Fewer dudes in broadcast news

A new study finds that women dominate local and national newscasts.

Published January 17, 2006 12:08PM (EST)

A Monday Boston Globe article called "The Vanishing Anchorman" cites a new study by the Radio-Television News Directors Association that found that after dominating TV news for decades, the number of male newscasters is at an all-time low. The study included responses from 1,223 TV stations nationwide, and found that only 42.8 percent of news anchors are men, down from 46 percent in 1996.

The somewhat alarmist tone of the article spurred Shakespeare's Sister to ask, "How are we to understand the news if it is not delivered with the gravitas that only a proper baritone can convey?"

Some people quoted in the article speculate that the number of men in television news may be dwindling because salaries in small markets where young reporters have to cut their teeth are usually low -- about $20,000 annually -- and it can take years to move up to a larger market in a more desirable city.

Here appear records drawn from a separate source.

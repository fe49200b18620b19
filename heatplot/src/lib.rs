//! Heatplot renders textual implicit equations over `x`, `y` and a time
//! parameter `t` as heat-mapped raster frames.
//!
//! An equation like `y / 4 = x * (x + 2)` is sampled over an integer cell
//! grid: each cell evaluates the signed **residual** `rhs - lhs`, and
//! residuals inside the near-zero band `[-1, 1]` are considered on or near
//! the curve.  The residual field becomes a colour raster through a bucketed
//! heat scale (black on the curve, red above it, blue below), and a
//! sequence of such rasters over a time range becomes an animation.
//!
//! # Pipeline
//!
//! Text goes through [`Formula::parse`] into an immutable expression tree,
//! optionally through [`Formula::simplify`], and into the sampling pipeline:
//!
//! ```
//! use heatplot::plot::{self, GridRect};
//! use heatplot::Formula;
//!
//! let formula = Formula::parse("y = x * t")?;
//! let (time_used, frames) = plot::animate(&formula, 0, 10, GridRect::centered(20), 0.1)?;
//! assert!(time_used);
//! assert_eq!(frames.len(), 10);
//! # Ok::<(), heatplot::Error>(())
//! ```
//!
//! Equations that never read `t` produce exactly one frame, no matter the
//! requested range: the evaluator tracks which variables each evaluation
//! actually touched (see [`eval::EvalState`]), and the animator gates on
//! that.
//!
//! [`render::rasterise`] turns each frame into RGB pixels and
//! [`render::palette`] exposes the stable colour table an encoder needs to
//! write all frames against one global palette.
//!
//! The expression grammar supports the usual arithmetic operators plus named
//! one- and two-argument functions from a fixed registry ([`builtins`]);
//! unknown names deliberately evaluate as no-ops rather than failing.
//! [`generate`] builds random formulas for the search mode, and
//! [`plot::FrameStats`] decides whether a random candidate's animation is
//! interesting enough to keep.
#![warn(missing_docs)]

pub mod builtins;
mod error;
pub mod eval;
pub mod expr;
pub mod generate;
pub mod parse;
pub mod plot;
pub mod render;

pub use error::Error;
pub use eval::{EvalFault, EvalState, Sample, MAX_EVAL_DEPTH};
pub use expr::{BinaryOp, Equation, Expr, Formula};
//! Module containing the universal heatplot error type
use thiserror::Error;

/// Universal error type for heatplot
#[derive(Error, Debug)]
pub enum Error {
    /// The formula has no equation bound to it
    #[error("no equation bound")]
    NoEquation,

    /// The input text is not a valid equation
    #[error("invalid formula {text:?}")]
    Parse {
        /// The offending input text
        text: String,

        /// Grammar diagnostics from the parser
        #[source]
        source: Box<pest::error::Error<crate::parse::Rule>>,
    },
}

Not that women like being paid badly and living in the sticks -- but they may move up faster. Why? Not because of their brains, their work ethic or their communication skills, of course, but because of how they look.

"If you dress up the average woman coming out of college and put on makeup, she looks like an adult. The average man coming out of college looks like he's going through puberty," Bob Papper, a professor of telecommunications at Ball State in Muncie, Ind., and the director of the study, told the Globe. "Sure, he'll get a job in a smaller market, but it will take longer for him to move forward, even if he puts on phony glasses. A lot of young men aren't staying in the business that long."

The gender stereotypes in the article don't end there. The Globe then goes the pop-psych route and interviews a therapist about the dearth of males in broadcast news. Shari Thurer, a Boston psychologist, adjunct associate professor at Boston University and author of "The End of Gender: A Psychological Autopsy," says that being an anchorman used to be a strong, masculine vocation. Now, not so much.

"In the era of 'Good Night, and Good Luck,' newscasters were macho and fiery. Now they have to be so neutral and unbiased that ... it doesn't seem manly. It's more respected to be a pundit than an anchorman because a pundit can have an opinion," Thurer adds.

Shakespeare's Sister's response? "Noted: Women are neither fiery nor opinionated by nature, so perhaps they're just better suited to the bland dissemination of factoids that masquerades as news these days."

By Lori Leibovich

Lori Leibovich is a contributing editor at Salon and the former editor of the Life section.